Start of Block
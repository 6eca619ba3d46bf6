// crates/turbdiag-core/src/units/unit.rs

use std::fmt;

use crate::error::{DiagError, Result};
use crate::units::dimension::Dimension;
use crate::units::table;

/// A physical unit: a product of named factors with integer exponents,
/// plus the derived CGS scale factor and dimension.
///
/// `km s**-1` has scale 1e5 and dimension [L^1 T^-1]. Two units compare equal
/// when they describe the same dimension with the same scale, regardless of
/// how they are spelled.
#[derive(Clone, Debug)]
pub struct Unit {
    factors: Vec<(String, i8)>,
    scale: f64,
    dim: Dimension,
}

impl Unit {
    pub fn dimensionless() -> Self {
        Self {
            factors: Vec::new(),
            scale: 1.0,
            dim: Dimension::NONE,
        }
    }

    /// A single named unit from the built-in table (`cm`, `kpc`, `Msun`, ...).
    pub fn named(symbol: &str) -> Result<Self> {
        let u = table::lookup(symbol)
            .ok_or_else(|| DiagError::Unit(format!("unknown unit '{symbol}'")))?;
        Ok(Self {
            factors: vec![(u.symbol.to_string(), 1)],
            scale: u.scale,
            dim: u.dim,
        })
    }

    /// Parse an astropy-style unit string, e.g. `km/s`, `g/cm**3`, `Msun kpc^-3`.
    pub fn parse(s: &str) -> Result<Self> {
        crate::units::parse::parse_unit(s)
    }

    /// The CGS unit for a dimension (scale 1).
    pub fn cgs_of(dim: Dimension) -> Self {
        let mut factors = Vec::new();
        for (name, e) in [("g", dim.mass), ("cm", dim.length), ("s", dim.time)] {
            if e != 0 {
                factors.push((name.to_string(), e));
            }
        }
        Self {
            factors,
            scale: 1.0,
            dim,
        }
    }

    pub fn cgs(&self) -> Self {
        Self::cgs_of(self.dim)
    }

    pub fn scale(&self) -> f64 {
        self.scale
    }

    pub fn dimension(&self) -> Dimension {
        self.dim
    }

    pub fn is_dimensionless(&self) -> bool {
        self.dim.is_dimensionless()
    }

    pub fn symbol(&self) -> String {
        self.factors
            .iter()
            .map(|(name, e)| {
                if *e == 1 {
                    name.clone()
                } else {
                    format!("{name}**{e}")
                }
            })
            .collect::<Vec<_>>()
            .join(" ")
    }

    /// Multiplicative factor taking a value in `self` to a value in `to`.
    pub fn conversion_factor(&self, to: &Unit) -> Result<f64> {
        if self.dim != to.dim {
            return Err(DiagError::Unit(format!(
                "cannot convert '{}' {} to '{}' {}",
                self.symbol(),
                self.dim,
                to.symbol(),
                to.dim
            )));
        }
        Ok(self.scale / to.scale)
    }

    pub fn mul(&self, o: &Unit) -> Result<Unit> {
        let mut factors = self.factors.clone();
        for (name, e) in &o.factors {
            push_factor(&mut factors, name, *e)?;
        }
        let dim = self.dim.checked_mul(o.dim).ok_or_else(|| overflow(self, o))?;
        checked(Unit {
            factors,
            scale: self.scale * o.scale,
            dim,
        })
    }

    pub fn div(&self, o: &Unit) -> Result<Unit> {
        self.mul(&o.powi(-1)?)
    }

    pub fn powi(&self, e: i8) -> Result<Unit> {
        let mut factors = Vec::with_capacity(self.factors.len());
        for (name, x) in &self.factors {
            let p = x.checked_mul(e).ok_or_else(|| overflow(self, self))?;
            if p != 0 {
                factors.push((name.clone(), p));
            }
        }
        let dim = self.dim.checked_powi(e).ok_or_else(|| overflow(self, self))?;
        checked(Unit {
            factors,
            scale: self.scale.powi(e as i32),
            dim,
        })
    }

    pub(crate) fn from_parts(factors: Vec<(String, i8)>, scale: f64, dim: Dimension) -> Result<Self> {
        let mut merged = Vec::with_capacity(factors.len());
        for (name, e) in factors {
            push_factor(&mut merged, &name, e)?;
        }
        checked(Self {
            factors: merged,
            scale,
            dim,
        })
    }
}

fn overflow(a: &Unit, b: &Unit) -> DiagError {
    DiagError::Unit(format!("unit exponent out of range combining '{a}' and '{b}'"))
}

/// Scale must stay a usable positive number.
fn checked(u: Unit) -> Result<Unit> {
    if !(u.scale > 0.0) || !u.scale.is_finite() {
        return Err(DiagError::Unit(format!(
            "unit '{}' has no finite CGS scale",
            u.symbol()
        )));
    }
    Ok(u)
}

fn push_factor(factors: &mut Vec<(String, i8)>, name: &str, e: i8) -> Result<()> {
    if let Some(pos) = factors.iter().position(|(n, _)| n == name) {
        let sum = factors[pos].1.checked_add(e).ok_or_else(|| {
            DiagError::Unit(format!("exponent of '{name}' out of range"))
        })?;
        if sum == 0 {
            factors.remove(pos);
        } else {
            factors[pos].1 = sum;
        }
    } else if e != 0 {
        factors.push((name.to_string(), e));
    }
    Ok(())
}

impl PartialEq for Unit {
    fn eq(&self, other: &Self) -> bool {
        let tol = 1e-12 * self.scale.abs().max(other.scale.abs());
        self.dim == other.dim && (self.scale - other.scale).abs() <= tol
    }
}

impl Default for Unit {
    fn default() -> Self {
        Self::dimensionless()
    }
}

impl fmt::Display for Unit {
    fn fmt(&self, f: &mut fmt::Formatter<'_>) -> fmt::Result {
        f.write_str(&self.symbol())
    }
}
End of Block
▶ Exercise details:
Filter the entries above down to the lines containing the word "iter".

▶ Expected answer:
            .iter()
    if let Some(pos) = factors.iter().position(|(n, _)| n == name) {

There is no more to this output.